START Input for this task

use serde::Deserialize;

#[derive(Debug, Clone, Deserialize)]
pub struct MailConfig {
    pub smtp_host: String,
    pub smtp_port: u16,
    pub username: String,
    pub password: String,
    pub sender_name: String,
    pub from_address: String,
}

#[derive(Debug, Clone, Deserialize)]
pub struct AppConfig {
    pub database_url: String,
    pub mail: MailConfig,
}

impl AppConfig {
    pub fn from_env() -> anyhow::Result<Self> {
        let database_url = std::env::var("DATABASE_URL")?;
        let username = std::env::var("EMAIL_USER")?;
        let mail = MailConfig {
            smtp_host: std::env::var("SMTP_HOST").unwrap_or_else(|_| "smtp.gmail.com".into()),
            smtp_port: std::env::var("SMTP_PORT")
                .ok()
                .and_then(|v| v.parse::<u16>().ok())
                .unwrap_or(465),
            password: std::env::var("EMAIL_PASS")?,
            sender_name: std::env::var("APP_NAME").unwrap_or_else(|_| "Snorensics".into()),
            from_address: std::env::var("EMAIL_FROM").unwrap_or_else(|_| username.clone()),
            username,
        };
        Ok(Self { database_url, mail })
    }
}
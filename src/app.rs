use crate::accounts;
use crate::state::AppState;
use axum::{routing::get, Router};
use std::net::SocketAddr;
use tower_http::{cors::CorsLayer, trace::TraceLayer};

pub fn build_app(state: AppState) -> Router {
    Router::new()
        .merge(accounts::router())
        .route("/health", get(|| async { "ok" }))
        .with_state(state)
        .layer(CorsLayer::permissive())
        .layer(
            TraceLayer::new_for_http()
                .make_span_with(|req: &axum::http::Request<_>| {
                    let method = req.method().clone();
                    let uri = req.uri().clone();
                    tracing::info_span!("http_request", %method, uri = %uri)
                })
                .on_response(
                    |res: &axum::http::Response<_>,
                     _latency: std::time::Duration,
                     span: &tracing::Span| {
                        let status = res.status();
                        span.record("status", tracing::field::display(status));
                        if status.is_server_error() {
                            tracing::error!(%status, "response");
                        } else {
                            tracing::info!(%status, "response");
                        }
                    },
                ),
        )
}

pub async fn serve(app: Router) -> anyhow::Result<()> {
    let addr: SocketAddr = format!(
        "{}:{}",
        std::env::var("APP_HOST").unwrap_or_else(|_| "0.0.0.0".into()),
        std::env::var("APP_PORT").unwrap_or_else(|_| "8080".into())
    )
    .parse()?;

    tracing::info!("listening on {}", addr);
    let listener = tokio::net::TcpListener::bind(addr).await?;
    axum::serve(listener, app).await?;
    Ok(())
}
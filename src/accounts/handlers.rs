use axum::{extract::State, Json};
use lazy_static::lazy_static;
use regex::Regex;
use time::OffsetDateTime;
use tracing::{info, instrument, warn};

use crate::{
    accounts::{
        codes::{CodeCheck, IssuedCode},
        dto::{
            EmailRequest, LoginRequest, MessageResponse, ResetPasswordRequest, SignupRequest,
            SignupResponse, VerifyRequest,
        },
        password::{hash_password, verify_password},
        repo_types::User,
    },
    error::AppError,
    mailer,
    state::AppState,
};

pub(crate) fn is_valid_email(email: &str) -> bool {
    lazy_static! {
        static ref EMAIL_RE: Regex = Regex::new(r"^[^@\s]+@[^@\s]+\.[^@\s]+$").unwrap();
    }
    EMAIL_RE.is_match(email)
}

#[instrument(skip(state, payload))]
pub async fn signup(
    State(state): State<AppState>,
    Json(payload): Json<SignupRequest>,
) -> Result<Json<SignupResponse>, AppError> {
    if payload.fullname.is_empty() || payload.email.is_empty() || payload.password.is_empty() {
        warn!("signup missing fields");
        return Err(AppError::Validation("All fields required".into()));
    }
    if !is_valid_email(&payload.email) {
        warn!(email = %payload.email, "invalid email");
        return Err(AppError::Validation("Invalid email".into()));
    }

    if User::find_by_email(&state.db, &payload.email).await?.is_some() {
        warn!(email = %payload.email, "email already registered");
        return Err(AppError::EmailTaken);
    }

    let hash = hash_password(&payload.password).map_err(AppError::Internal)?;
    let issued = IssuedCode::issue();

    // Insert before sending mail. If the send fails the row stays; /resend
    // is the recovery path for a user who never received their code.
    let user = User::create(&state.db, &payload.fullname, &payload.email, &hash, &issued).await?;

    let (subject, body) = mailer::verification_email(&user.fullname, &issued.code);
    state
        .mailer
        .send(&user.email, &subject, &body)
        .await
        .map_err(AppError::Mail)?;

    info!(user_id = %user.id, email = %user.email, "user registered");
    Ok(Json(SignupResponse {
        message: "User registered. Verification code sent.".into(),
        email: user.email,
    }))
}

#[instrument(skip(state, payload))]
pub async fn verify(
    State(state): State<AppState>,
    Json(payload): Json<VerifyRequest>,
) -> Result<Json<MessageResponse>, AppError> {
    let user = User::find_by_email(&state.db, &payload.email)
        .await?
        .ok_or(AppError::NotFound)?;

    if user.verified {
        warn!(email = %user.email, "already verified");
        return Err(AppError::AlreadyVerified);
    }

    match user
        .verification_slot()
        .check(&payload.code, OffsetDateTime::now_utc())
    {
        CodeCheck::Valid => {}
        CodeCheck::Expired => return Err(AppError::CodeExpired),
        CodeCheck::Mismatch | CodeCheck::NoCode => return Err(AppError::InvalidCode),
    }

    User::mark_verified(&state.db, &user.email).await?;

    info!(user_id = %user.id, email = %user.email, "email verified");
    Ok(Json(MessageResponse {
        message: "Email verified successfully!".into(),
    }))
}

#[instrument(skip(state, payload))]
pub async fn login(
    State(state): State<AppState>,
    Json(payload): Json<LoginRequest>,
) -> Result<Json<MessageResponse>, AppError> {
    if payload.email.is_empty() || payload.password.is_empty() {
        warn!("login missing fields");
        return Err(AppError::Validation("All fields required".into()));
    }

    // Unknown email and wrong password both answer InvalidCredentials so the
    // response shape never reveals whether the email is registered.
    let user = match User::find_by_email(&state.db, &payload.email).await? {
        Some(u) => u,
        None => {
            warn!("login unknown email");
            return Err(AppError::InvalidCredentials);
        }
    };

    if !user.verified {
        warn!(user_id = %user.id, "login before verification");
        return Err(AppError::Unverified);
    }

    let ok = verify_password(&payload.password, &user.password_hash)
        .map_err(AppError::Internal)?;
    if !ok {
        warn!(user_id = %user.id, "login invalid password");
        return Err(AppError::InvalidCredentials);
    }

    info!(user_id = %user.id, email = %user.email, "user logged in");
    Ok(Json(MessageResponse {
        message: format!("Welcome back, {}!", user.fullname),
    }))
}

#[instrument(skip(state, payload))]
pub async fn resend(
    State(state): State<AppState>,
    Json(payload): Json<EmailRequest>,
) -> Result<Json<MessageResponse>, AppError> {
    let user = User::find_by_email(&state.db, &payload.email)
        .await?
        .ok_or(AppError::NotFound)?;

    if user.verified {
        warn!(email = %user.email, "resend for verified user");
        return Err(AppError::AlreadyVerified);
    }

    // The fresh code overwrites the old pair, invalidating the old code even
    // if the mail below never arrives; the caller retries /resend.
    let issued = IssuedCode::issue();
    User::set_verification_code(&state.db, &user.email, &issued).await?;

    let (subject, body) = mailer::resend_email(&issued.code);
    state
        .mailer
        .send(&user.email, &subject, &body)
        .await
        .map_err(AppError::Mail)?;

    info!(user_id = %user.id, email = %user.email, "verification code resent");
    Ok(Json(MessageResponse {
        message: "New verification code sent.".into(),
    }))
}

#[instrument(skip(state, payload))]
pub async fn forgot_password(
    State(state): State<AppState>,
    Json(payload): Json<EmailRequest>,
) -> Result<Json<MessageResponse>, AppError> {
    if payload.email.is_empty() {
        return Err(AppError::Validation("Email required".into()));
    }

    let user = User::find_by_email(&state.db, &payload.email)
        .await?
        .ok_or(AppError::NotFound)?;

    let issued = IssuedCode::issue();
    User::set_reset_code(&state.db, &user.email, &issued).await?;

    let (subject, body) = mailer::reset_email(&user.fullname, &issued.code);
    state
        .mailer
        .send(&user.email, &subject, &body)
        .await
        .map_err(AppError::Mail)?;

    info!(user_id = %user.id, email = %user.email, "reset code sent");
    Ok(Json(MessageResponse {
        message: "Reset code sent successfully!".into(),
    }))
}

#[instrument(skip(state, payload))]
pub async fn verify_reset_code(
    State(state): State<AppState>,
    Json(payload): Json<VerifyRequest>,
) -> Result<Json<MessageResponse>, AppError> {
    if payload.email.is_empty() || payload.code.is_empty() {
        return Err(AppError::Validation("Email and code required".into()));
    }

    let user = User::find_by_email(&state.db, &payload.email)
        .await?
        .ok_or(AppError::NotFound)?;

    check_reset_slot(&user, &payload.code)?;

    // Deliberately side-effect free: the same code is checked again by
    // /reset-password, so a two-step UI can pre-validate it.
    Ok(Json(MessageResponse {
        message: "Code verified successfully.".into(),
    }))
}

#[instrument(skip(state, payload))]
pub async fn reset_password(
    State(state): State<AppState>,
    Json(payload): Json<ResetPasswordRequest>,
) -> Result<Json<MessageResponse>, AppError> {
    if payload.email.is_empty() || payload.code.is_empty() || payload.new_password.is_empty() {
        return Err(AppError::Validation("All fields required".into()));
    }

    let user = User::find_by_email(&state.db, &payload.email)
        .await?
        .ok_or(AppError::NotFound)?;

    // Same checks as /verify-reset-code: this endpoint must stand on its own
    // against requests that skipped the pre-validation step.
    check_reset_slot(&user, &payload.code)?;

    let hash = hash_password(&payload.new_password).map_err(AppError::Internal)?;
    User::reset_password(&state.db, &user.email, &hash).await?;

    info!(user_id = %user.id, email = %user.email, "password reset");
    Ok(Json(MessageResponse {
        message: "Password reset successfully!".into(),
    }))
}

fn check_reset_slot(user: &User, submitted: &str) -> Result<(), AppError> {
    match user.reset_slot().check(submitted, OffsetDateTime::now_utc()) {
        CodeCheck::Valid => Ok(()),
        CodeCheck::NoCode => Err(AppError::NoResetRequest),
        CodeCheck::Expired => Err(AppError::CodeExpired),
        CodeCheck::Mismatch => Err(AppError::InvalidCode),
    }
}

#[cfg(test)]
mod tests {
    use super::*;
    use crate::accounts::codes::{CodeSlot, CODE_TTL};
    use time::Duration;
    use uuid::Uuid;

    fn user_with_reset_slot(slot: CodeSlot) -> User {
        let (reset_code, reset_expires) = match slot {
            CodeSlot::Empty => (None, None),
            CodeSlot::Pending { code, expires_at } => (Some(code), Some(expires_at)),
        };
        User {
            id: Uuid::new_v4(),
            email: "a@x.com".into(),
            fullname: "Ann".into(),
            password_hash: "$argon2id$fake".into(),
            verified: true,
            verification_code: None,
            verification_expires: None,
            reset_code,
            reset_expires,
            created_at: OffsetDateTime::now_utc(),
        }
    }

    #[test]
    fn email_shape_check() {
        assert!(is_valid_email("a@x.com"));
        assert!(is_valid_email("first.last@sub.example.org"));
        assert!(!is_valid_email("not-an-email"));
        assert!(!is_valid_email("a@b"));
        assert!(!is_valid_email("a b@x.com"));
    }

    #[test]
    fn reset_checks_run_in_order() {
        let user = user_with_reset_slot(CodeSlot::Empty);
        assert!(matches!(
            check_reset_slot(&user, "123456"),
            Err(AppError::NoResetRequest)
        ));

        let now = OffsetDateTime::now_utc();
        let user = user_with_reset_slot(CodeSlot::Pending {
            code: "123456".into(),
            expires_at: now - Duration::seconds(1),
        });
        // Expired wins even when the code matches.
        assert!(matches!(
            check_reset_slot(&user, "123456"),
            Err(AppError::CodeExpired)
        ));

        let user = user_with_reset_slot(CodeSlot::Pending {
            code: "123456".into(),
            expires_at: now + CODE_TTL,
        });
        assert!(matches!(
            check_reset_slot(&user, "654321"),
            Err(AppError::InvalidCode)
        ));
        assert!(check_reset_slot(&user, "123456").is_ok());
    }

    #[tokio::test]
    async fn signup_rejects_missing_fields() {
        let state = AppState::fake();
        let res = signup(
            State(state),
            Json(SignupRequest {
                fullname: String::new(),
                email: "a@x.com".into(),
                password: "pw123".into(),
            }),
        )
        .await;
        assert!(matches!(res, Err(AppError::Validation(_))));
    }

    #[tokio::test]
    async fn signup_rejects_bad_email_shape() {
        let state = AppState::fake();
        let res = signup(
            State(state),
            Json(SignupRequest {
                fullname: "Ann".into(),
                email: "not-an-email".into(),
                password: "pw123".into(),
            }),
        )
        .await;
        assert!(matches!(res, Err(AppError::Validation(_))));
    }

    #[tokio::test]
    async fn login_rejects_missing_fields() {
        let state = AppState::fake();
        let res = login(
            State(state),
            Json(LoginRequest {
                email: "a@x.com".into(),
                password: String::new(),
            }),
        )
        .await;
        assert!(matches!(res, Err(AppError::Validation(_))));
    }

    #[tokio::test]
    async fn reset_password_rejects_missing_fields() {
        let state = AppState::fake();
        let res = reset_password(
            State(state),
            Json(ResetPasswordRequest {
                email: "a@x.com".into(),
                code: "123456".into(),
                new_password: String::new(),
            }),
        )
        .await;
        assert!(matches!(res, Err(AppError::Validation(_))));
    }
}
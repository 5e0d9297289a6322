use serde::{Deserialize, Serialize};

// Request fields default to empty strings so an absent field fails the
// handler's required-field check with a 400 rather than a deserializer
// rejection.

/// Request body for signup.
#[derive(Debug, Default, Deserialize)]
#[serde(default)]
pub struct SignupRequest {
    pub fullname: String,
    pub email: String,
    pub password: String,
}

/// Request body for email verification and for reset-code checks.
#[derive(Debug, Default, Deserialize)]
#[serde(default)]
pub struct VerifyRequest {
    pub email: String,
    pub code: String,
}

/// Request body for login.
#[derive(Debug, Default, Deserialize)]
#[serde(default)]
pub struct LoginRequest {
    pub email: String,
    pub password: String,
}

/// Request body carrying just an email (resend, forgot-password).
#[derive(Debug, Default, Deserialize)]
#[serde(default)]
pub struct EmailRequest {
    pub email: String,
}

/// Request body for the final password-reset step.
#[derive(Debug, Default, Deserialize)]
#[serde(default)]
pub struct ResetPasswordRequest {
    pub email: String,
    pub code: String,
    #[serde(rename = "newPassword")]
    pub new_password: String,
}

/// Generic success acknowledgment.
#[derive(Debug, Serialize)]
pub struct MessageResponse {
    pub message: String,
}

/// Signup acknowledgment echoing the registered email.
#[derive(Debug, Serialize)]
pub struct SignupResponse {
    pub message: String,
    pub email: String,
}

#[cfg(test)]
mod tests {
    use super::*;

    #[test]
    fn missing_fields_default_to_empty() {
        let req: SignupRequest = serde_json::from_str(r#"{"email":"a@x.com"}"#).unwrap();
        assert_eq!(req.email, "a@x.com");
        assert!(req.fullname.is_empty());
        assert!(req.password.is_empty());
    }

    #[test]
    fn reset_password_uses_camel_case_wire_name() {
        let req: ResetPasswordRequest = serde_json::from_str(
            r#"{"email":"a@x.com","code":"123456","newPassword":"pw456"}"#,
        )
        .unwrap();
        assert_eq!(req.new_password, "pw456");
    }

    #[test]
    fn signup_response_echoes_email() {
        let json = serde_json::to_string(&SignupResponse {
            message: "User registered. Verification code sent.".into(),
            email: "a@x.com".into(),
        })
        .unwrap();
        assert!(json.contains("a@x.com"));
        assert!(json.contains("message"));
    }
}
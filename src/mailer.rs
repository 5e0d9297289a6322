use anyhow::Context;
use axum::async_trait;
use lettre::{
    message::{header::ContentType, Mailbox},
    transport::smtp::authentication::Credentials,
    AsyncSmtpTransport, AsyncTransport, Message, Tokio1Executor,
};

use crate::config::MailConfig;

#[async_trait]
pub trait Mailer: Send + Sync {
    async fn send(&self, to: &str, subject: &str, html_body: &str) -> anyhow::Result<()>;
}

/// SMTP mailer over implicit TLS, credentials from config.
pub struct SmtpMailer {
    transport: AsyncSmtpTransport<Tokio1Executor>,
    from: Mailbox,
}

impl SmtpMailer {
    pub fn new(config: &MailConfig) -> anyhow::Result<Self> {
        let transport = AsyncSmtpTransport::<Tokio1Executor>::relay(&config.smtp_host)
            .context("smtp relay")?
            .port(config.smtp_port)
            .credentials(Credentials::new(
                config.username.clone(),
                config.password.clone(),
            ))
            .build();

        let from: Mailbox = format!("\"{}\" <{}>", config.sender_name, config.from_address)
            .parse()
            .context("sender mailbox")?;

        Ok(Self { transport, from })
    }
}

#[async_trait]
impl Mailer for SmtpMailer {
    async fn send(&self, to: &str, subject: &str, html_body: &str) -> anyhow::Result<()> {
        let message = Message::builder()
            .from(self.from.clone())
            .to(to.parse().context("recipient mailbox")?)
            .subject(subject)
            .header(ContentType::TEXT_HTML)
            .body(html_body.to_string())
            .context("build message")?;

        self.transport.send(message).await.context("smtp send")?;
        Ok(())
    }
}

pub fn verification_email(fullname: &str, code: &str) -> (String, String) {
    (
        "Verify your account".into(),
        format!("<p>Hello {fullname},</p><p>Your verification code is <b>{code}</b></p>"),
    )
}

pub fn resend_email(code: &str) -> (String, String) {
    (
        "New Verification Code".into(),
        format!("<p>Your new verification code is <b>{code}</b></p>"),
    )
}

pub fn reset_email(fullname: &str, code: &str) -> (String, String) {
    (
        "Password Reset Code".into(),
        format!(
            "<p>Hello {fullname},</p><p>Your reset code is: <b>{code}</b></p><p>Expires in 15 minutes.</p>"
        ),
    )
}

#[cfg(test)]
mod tests {
    use super::*;

    #[test]
    fn verification_email_carries_name_and_code() {
        let (subject, body) = verification_email("Ann", "123456");
        assert_eq!(subject, "Verify your account");
        assert!(body.contains("Ann"));
        assert!(body.contains("<b>123456</b>"));
    }

    #[test]
    fn resend_email_carries_code() {
        let (_, body) = resend_email("654321");
        assert!(body.contains("<b>654321</b>"));
    }

    #[test]
    fn reset_email_mentions_expiry() {
        let (subject, body) = reset_email("Ann", "111111");
        assert_eq!(subject, "Password Reset Code");
        assert!(body.contains("15 minutes"));
    }
}
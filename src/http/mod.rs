//! HTTP interface
//!
//! Routes, request parsing, upload handling and the mapping from action
//! errors to status codes.

pub mod error;
pub mod form;
pub mod routes;
pub mod upload;

pub use error::ApiError;
pub use routes::{AppState, Clock, SharedState};
pub use upload::{ImageStore, StoredImage, UploadedImage, IMAGE_FIELD, UPLOADS_ROUTE};

use axum::{
    extract::DefaultBodyLimit,
    routing::{get, patch},
    Router,
};
use tower_http::{cors::CorsLayer, services::ServeDir, trace::TraceLayer};

/// Largest request body accepted, uploads included
pub const MAX_BODY_BYTES: usize = 10 * 1024 * 1024;

/// Build the application router
pub fn router(state: SharedState) -> Router {
    let uploads = ServeDir::new(state.images.dir());

    Router::new()
        .route("/", get(routes::health))
        .route(
            "/habitCards",
            get(routes::latest_habits).post(routes::create_habit),
        )
        .route("/publicHabits", get(routes::public_habits))
        .route(
            "/habits/{id}",
            get(routes::get_habit)
                .patch(routes::update_habit)
                .delete(routes::delete_habit),
        )
        .route("/habits/complete/{id}", patch(routes::mark_complete))
        .route("/myHabits/{email}", get(routes::my_habits))
        .route("/myhabits/{email}", get(routes::my_habits))
        .nest_service(UPLOADS_ROUTE, uploads)
        .layer(DefaultBodyLimit::max(MAX_BODY_BYTES))
        .layer(TraceLayer::new_for_http())
        .layer(CorsLayer::permissive())
        .with_state(state)
}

END Input for this task

* **Your objective**
Starting from the data above, filter for lines with "MailConfig" and copy each one.

* **Response for this exercise**
pub struct MailConfig {
    pub mail: MailConfig,
        let mail = MailConfig {
use crate::config::MailConfig;
    pub fn new(config: &MailConfig) -> anyhow::Result<Self> {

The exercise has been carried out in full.